Task brief - Please find every line in the entries below that contains the string "PgPoolOptions", and copy it.

Data shown -
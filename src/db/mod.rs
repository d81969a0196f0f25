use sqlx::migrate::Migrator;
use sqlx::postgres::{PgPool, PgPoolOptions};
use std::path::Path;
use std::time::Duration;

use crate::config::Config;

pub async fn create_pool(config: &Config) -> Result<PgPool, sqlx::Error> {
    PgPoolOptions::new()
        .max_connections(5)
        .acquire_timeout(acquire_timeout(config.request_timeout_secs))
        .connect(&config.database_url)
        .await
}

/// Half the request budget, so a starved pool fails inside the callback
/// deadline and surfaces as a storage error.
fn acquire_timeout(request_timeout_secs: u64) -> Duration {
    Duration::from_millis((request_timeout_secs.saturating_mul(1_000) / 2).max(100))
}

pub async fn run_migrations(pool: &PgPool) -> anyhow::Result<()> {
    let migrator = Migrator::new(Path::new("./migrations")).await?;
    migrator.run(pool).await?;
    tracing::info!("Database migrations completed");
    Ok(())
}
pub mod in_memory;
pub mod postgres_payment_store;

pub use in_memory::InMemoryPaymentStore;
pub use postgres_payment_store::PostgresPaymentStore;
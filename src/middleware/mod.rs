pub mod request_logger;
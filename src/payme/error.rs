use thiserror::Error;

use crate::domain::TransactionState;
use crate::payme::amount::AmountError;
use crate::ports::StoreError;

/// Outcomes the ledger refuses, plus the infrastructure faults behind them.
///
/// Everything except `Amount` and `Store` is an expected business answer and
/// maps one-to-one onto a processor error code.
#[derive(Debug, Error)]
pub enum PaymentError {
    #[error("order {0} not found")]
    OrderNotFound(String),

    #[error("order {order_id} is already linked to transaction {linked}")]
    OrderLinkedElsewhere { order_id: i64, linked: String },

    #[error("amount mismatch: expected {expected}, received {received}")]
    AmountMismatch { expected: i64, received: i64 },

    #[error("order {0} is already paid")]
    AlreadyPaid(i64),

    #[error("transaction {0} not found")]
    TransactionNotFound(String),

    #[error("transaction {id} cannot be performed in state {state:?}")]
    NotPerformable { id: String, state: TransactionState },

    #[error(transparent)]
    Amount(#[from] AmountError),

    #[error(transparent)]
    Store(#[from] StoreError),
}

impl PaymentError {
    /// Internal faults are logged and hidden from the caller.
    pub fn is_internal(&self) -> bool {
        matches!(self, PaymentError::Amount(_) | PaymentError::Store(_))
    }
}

* * *

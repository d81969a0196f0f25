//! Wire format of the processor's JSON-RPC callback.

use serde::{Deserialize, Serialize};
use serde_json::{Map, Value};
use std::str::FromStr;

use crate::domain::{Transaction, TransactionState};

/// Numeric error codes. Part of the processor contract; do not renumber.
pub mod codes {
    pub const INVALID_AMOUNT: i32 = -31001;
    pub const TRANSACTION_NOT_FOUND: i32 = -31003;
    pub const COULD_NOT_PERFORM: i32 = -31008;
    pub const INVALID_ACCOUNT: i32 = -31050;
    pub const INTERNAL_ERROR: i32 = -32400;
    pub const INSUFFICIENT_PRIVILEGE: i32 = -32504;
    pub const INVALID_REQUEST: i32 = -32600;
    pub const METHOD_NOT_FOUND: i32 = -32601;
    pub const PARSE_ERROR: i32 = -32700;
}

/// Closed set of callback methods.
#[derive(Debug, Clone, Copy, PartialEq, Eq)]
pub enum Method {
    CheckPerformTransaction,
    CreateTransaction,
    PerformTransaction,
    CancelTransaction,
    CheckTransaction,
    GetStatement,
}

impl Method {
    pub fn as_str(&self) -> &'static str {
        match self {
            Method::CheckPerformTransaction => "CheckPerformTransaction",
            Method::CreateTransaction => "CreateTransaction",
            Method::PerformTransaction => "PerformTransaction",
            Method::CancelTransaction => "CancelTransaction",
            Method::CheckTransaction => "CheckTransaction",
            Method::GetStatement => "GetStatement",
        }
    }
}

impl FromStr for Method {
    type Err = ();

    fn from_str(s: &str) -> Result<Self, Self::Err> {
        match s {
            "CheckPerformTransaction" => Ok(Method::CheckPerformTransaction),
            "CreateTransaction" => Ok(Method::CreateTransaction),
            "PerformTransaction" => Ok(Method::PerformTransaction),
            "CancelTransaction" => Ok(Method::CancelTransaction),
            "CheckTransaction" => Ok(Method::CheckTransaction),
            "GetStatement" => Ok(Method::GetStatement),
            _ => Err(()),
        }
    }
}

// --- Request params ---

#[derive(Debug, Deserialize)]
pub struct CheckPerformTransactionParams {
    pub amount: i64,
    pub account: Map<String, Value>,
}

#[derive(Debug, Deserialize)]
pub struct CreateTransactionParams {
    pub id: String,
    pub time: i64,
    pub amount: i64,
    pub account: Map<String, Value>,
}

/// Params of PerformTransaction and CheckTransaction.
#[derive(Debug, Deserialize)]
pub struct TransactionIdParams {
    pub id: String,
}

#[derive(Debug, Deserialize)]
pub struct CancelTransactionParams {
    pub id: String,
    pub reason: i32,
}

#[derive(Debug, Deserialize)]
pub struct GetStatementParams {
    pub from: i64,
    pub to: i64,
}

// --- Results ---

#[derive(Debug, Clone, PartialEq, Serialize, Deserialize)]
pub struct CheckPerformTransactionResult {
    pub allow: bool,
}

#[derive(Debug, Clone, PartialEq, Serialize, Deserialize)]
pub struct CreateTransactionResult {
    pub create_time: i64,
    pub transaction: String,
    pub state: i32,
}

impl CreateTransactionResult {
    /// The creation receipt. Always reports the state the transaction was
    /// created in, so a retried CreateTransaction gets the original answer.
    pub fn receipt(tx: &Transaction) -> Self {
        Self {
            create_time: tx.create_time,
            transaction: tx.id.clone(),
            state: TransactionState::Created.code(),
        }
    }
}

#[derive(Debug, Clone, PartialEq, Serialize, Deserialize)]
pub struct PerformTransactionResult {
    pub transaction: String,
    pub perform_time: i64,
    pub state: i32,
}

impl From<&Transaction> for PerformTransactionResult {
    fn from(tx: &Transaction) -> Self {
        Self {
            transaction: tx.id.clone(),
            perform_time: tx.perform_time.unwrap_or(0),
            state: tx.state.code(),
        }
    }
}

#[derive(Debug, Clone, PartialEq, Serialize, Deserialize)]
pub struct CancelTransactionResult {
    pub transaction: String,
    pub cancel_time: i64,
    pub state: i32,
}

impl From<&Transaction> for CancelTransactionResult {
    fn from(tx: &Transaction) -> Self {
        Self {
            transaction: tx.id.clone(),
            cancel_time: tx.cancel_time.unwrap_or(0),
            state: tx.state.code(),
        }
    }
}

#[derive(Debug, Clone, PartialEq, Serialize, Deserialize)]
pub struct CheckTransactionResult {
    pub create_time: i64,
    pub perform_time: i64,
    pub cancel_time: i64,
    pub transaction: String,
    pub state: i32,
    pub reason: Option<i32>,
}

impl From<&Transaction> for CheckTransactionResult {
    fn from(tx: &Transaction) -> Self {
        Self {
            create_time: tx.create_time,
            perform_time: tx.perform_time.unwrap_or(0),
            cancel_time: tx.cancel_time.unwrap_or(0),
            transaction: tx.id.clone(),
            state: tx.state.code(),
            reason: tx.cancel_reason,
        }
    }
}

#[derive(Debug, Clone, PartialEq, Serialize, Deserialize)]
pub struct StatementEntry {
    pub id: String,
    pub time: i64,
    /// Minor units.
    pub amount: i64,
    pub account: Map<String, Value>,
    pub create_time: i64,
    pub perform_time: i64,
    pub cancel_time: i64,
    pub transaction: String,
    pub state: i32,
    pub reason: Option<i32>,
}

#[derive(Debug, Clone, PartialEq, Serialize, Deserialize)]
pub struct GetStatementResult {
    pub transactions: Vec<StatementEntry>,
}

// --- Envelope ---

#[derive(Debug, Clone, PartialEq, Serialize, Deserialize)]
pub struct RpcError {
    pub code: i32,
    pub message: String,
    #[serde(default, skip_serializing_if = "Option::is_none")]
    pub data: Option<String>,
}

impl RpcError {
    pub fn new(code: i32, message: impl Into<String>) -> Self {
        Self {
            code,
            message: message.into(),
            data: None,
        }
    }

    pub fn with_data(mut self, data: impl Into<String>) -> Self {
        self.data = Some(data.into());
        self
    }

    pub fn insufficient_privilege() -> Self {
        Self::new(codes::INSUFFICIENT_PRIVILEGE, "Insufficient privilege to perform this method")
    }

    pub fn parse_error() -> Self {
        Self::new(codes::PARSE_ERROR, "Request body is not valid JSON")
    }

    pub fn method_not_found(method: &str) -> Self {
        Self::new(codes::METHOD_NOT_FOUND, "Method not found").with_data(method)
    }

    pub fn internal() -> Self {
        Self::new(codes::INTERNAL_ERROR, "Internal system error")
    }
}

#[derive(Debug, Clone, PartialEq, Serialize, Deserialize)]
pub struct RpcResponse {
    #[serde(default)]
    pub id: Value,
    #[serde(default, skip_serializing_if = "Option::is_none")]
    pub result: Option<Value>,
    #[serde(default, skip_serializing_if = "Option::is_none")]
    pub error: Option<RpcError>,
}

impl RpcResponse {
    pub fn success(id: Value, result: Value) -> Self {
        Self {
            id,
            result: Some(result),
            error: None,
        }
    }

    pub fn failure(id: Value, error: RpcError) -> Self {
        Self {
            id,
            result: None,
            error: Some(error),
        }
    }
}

Result for this exercise -
use sqlx::postgres::{PgPool, PgPoolOptions};
    PgPoolOptions::new()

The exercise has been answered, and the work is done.